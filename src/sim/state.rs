//! Game state and core simulation types
//!
//! Everything the orchestrator owns for the duration of a tick lives here.
//! All randomness flows through the single seeded RNG so a run is fully
//! reproducible from its seed and input sequence.

use glam::Vec2;
use rand::SeedableRng;
use rand_pcg::Pcg32;

use std::collections::HashSet;

use crate::frame_scale;
use crate::tuning::{PlayerTuning, Tuning};

use super::combo::ComboMeter;
use super::enemy::Enemy;
use super::powerup::PowerUpField;
use super::projectile::ProjectileField;
use super::wave::WaveDirector;

/// Current phase of gameplay
#[derive(Debug, Clone, Copy, PartialEq, Eq)]
pub enum GamePhase {
    /// Active gameplay
    Playing,
    /// Frozen; no time-dependent updates run
    Paused,
    /// Lives reached zero
    GameOver,
}

/// The player ship. Mutated only by its own update, once per tick.
#[derive(Debug, Clone)]
pub struct Player {
    pub pos: Vec2,
    /// Pixels per frame
    pub speed: f32,
    max_x: f32,
}

impl Player {
    pub fn new(t: &PlayerTuning) -> Self {
        Self {
            pos: Vec2::new(t.start_x, t.start_y),
            speed: t.speed,
            max_x: t.max_x,
        }
    }

    /// Integrate held directional input. The player always receives the
    /// raw tick delta; bullet time never slows the ship.
    pub fn update(&mut self, left: bool, right: bool, dt_ms: f32, speed_multiplier: f32) {
        let mut dx = 0.0;
        if right {
            dx += self.speed * speed_multiplier;
        }
        if left {
            dx -= self.speed * speed_multiplier;
        }
        self.pos.x = (self.pos.x + dx * frame_scale(dt_ms)).clamp(0.0, self.max_x);
    }
}

/// A cosmetic particle. Not gameplay-affecting; excluded from the RNG
/// stream so visual bursts never perturb simulation outcomes.
#[derive(Debug, Clone)]
pub struct Particle {
    pub pos: Vec2,
    pub vel: Vec2,
    /// 1.0 down to 0.0
    pub life: f32,
    pub decay: f32,
    pub size: f32,
}

/// Maximum particles retained
pub const MAX_PARTICLES: usize = 256;

/// Complete simulation state, owned exclusively by the orchestrator.
#[derive(Debug, Clone)]
pub struct GameState {
    /// Run seed for reproducibility
    pub seed: u64,
    pub rng: Pcg32,
    pub tuning: Tuning,
    pub phase: GamePhase,
    /// Simulation clock in ms, advanced once per tick
    pub now_ms: f64,
    pub ticks: u64,
    pub lives: u32,
    pub score: u64,
    /// Background scroll speed; the shared difficulty ramp
    pub scroll_speed: f32,
    pub player: Player,
    pub projectiles: ProjectileField,
    pub enemies: Vec<Enemy>,
    pub waves: WaveDirector,
    pub powerups: PowerUpField,
    pub combo: ComboMeter,
    /// Projectile IDs that already paid out a dodge bonus this band-entry
    pub dodge_granted: HashSet<u32>,
    pub last_player_shot_ms: f64,
    /// Invulnerability + direct power-up grants for the test harness
    pub test_mode: bool,
    /// Cosmetic shake intensity, decays every tick
    pub screen_shake: f32,
    pub particles: Vec<Particle>,
    next_id: u32,
}

impl GameState {
    pub fn new(seed: u64, tuning: Tuning) -> Self {
        Self {
            seed,
            rng: Pcg32::seed_from_u64(seed),
            phase: GamePhase::Playing,
            now_ms: 0.0,
            ticks: 0,
            lives: tuning.player.lives,
            score: 0,
            scroll_speed: tuning.difficulty.scroll_initial,
            player: Player::new(&tuning.player),
            projectiles: ProjectileField::default(),
            enemies: Vec::new(),
            waves: WaveDirector::new(tuning.wave.clone()),
            powerups: PowerUpField::default(),
            combo: ComboMeter::new(&tuning.combo),
            dodge_granted: HashSet::new(),
            last_player_shot_ms: -10_000.0,
            test_mode: false,
            screen_shake: 0.0,
            particles: Vec::new(),
            next_id: 1,
            tuning,
        }
    }

    /// Allocate a new entity ID
    pub fn next_entity_id(&mut self) -> u32 {
        let id = self.next_id;
        self.next_id += 1;
        id
    }

    /// Full re-initialization from the same seed, so a restarted run
    /// replays identically for identical input.
    pub fn restart(&mut self) {
        *self = Self::new(self.seed, self.tuning.clone());
    }

    pub fn visible_enemy_count(&self) -> usize {
        self.enemies.iter().filter(|e| e.visible).count()
    }

    /// AI tier for out-of-wave spawns, derived from score.
    pub fn score_tier(&self) -> u32 {
        ((self.score / 500) as u32).min(5)
    }

    /// Spawn a cosmetic particle burst. Velocities come from a counter
    /// hash, not the RNG, so visuals never disturb gameplay determinism.
    pub fn spawn_burst(&mut self, pos: Vec2, count: u32) {
        for i in 0..count {
            let hash = (self.ticks as u32)
                .wrapping_mul(2654435761)
                .wrapping_add(i.wrapping_mul(31337));
            let r1 = (hash % 1000) as f32 / 1000.0;
            let r2 = ((hash >> 10) % 1000) as f32 / 1000.0;
            let r3 = ((hash >> 20) % 1000) as f32 / 1000.0;
            self.particles.push(Particle {
                pos,
                vel: Vec2::new(r1 * 6.0 - 3.0, r2 * 6.0 - 3.0),
                life: 1.0,
                decay: 0.02 + r3 * 0.02,
                size: 2.0 + r1 * 2.0,
            });
        }
        if self.particles.len() > MAX_PARTICLES {
            let excess = self.particles.len() - MAX_PARTICLES;
            self.particles.drain(0..excess);
        }
    }

    pub fn add_shake(&mut self, intensity: f32) {
        self.screen_shake = self.screen_shake.max(intensity);
    }
}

## Your instructions
Scan the data above for the word "ComboMeter" and report every line where it is found.

## Answer to this task
use super::combo::ComboMeter;
    pub combo: ComboMeter,
            combo: ComboMeter::new(&tuning.combo),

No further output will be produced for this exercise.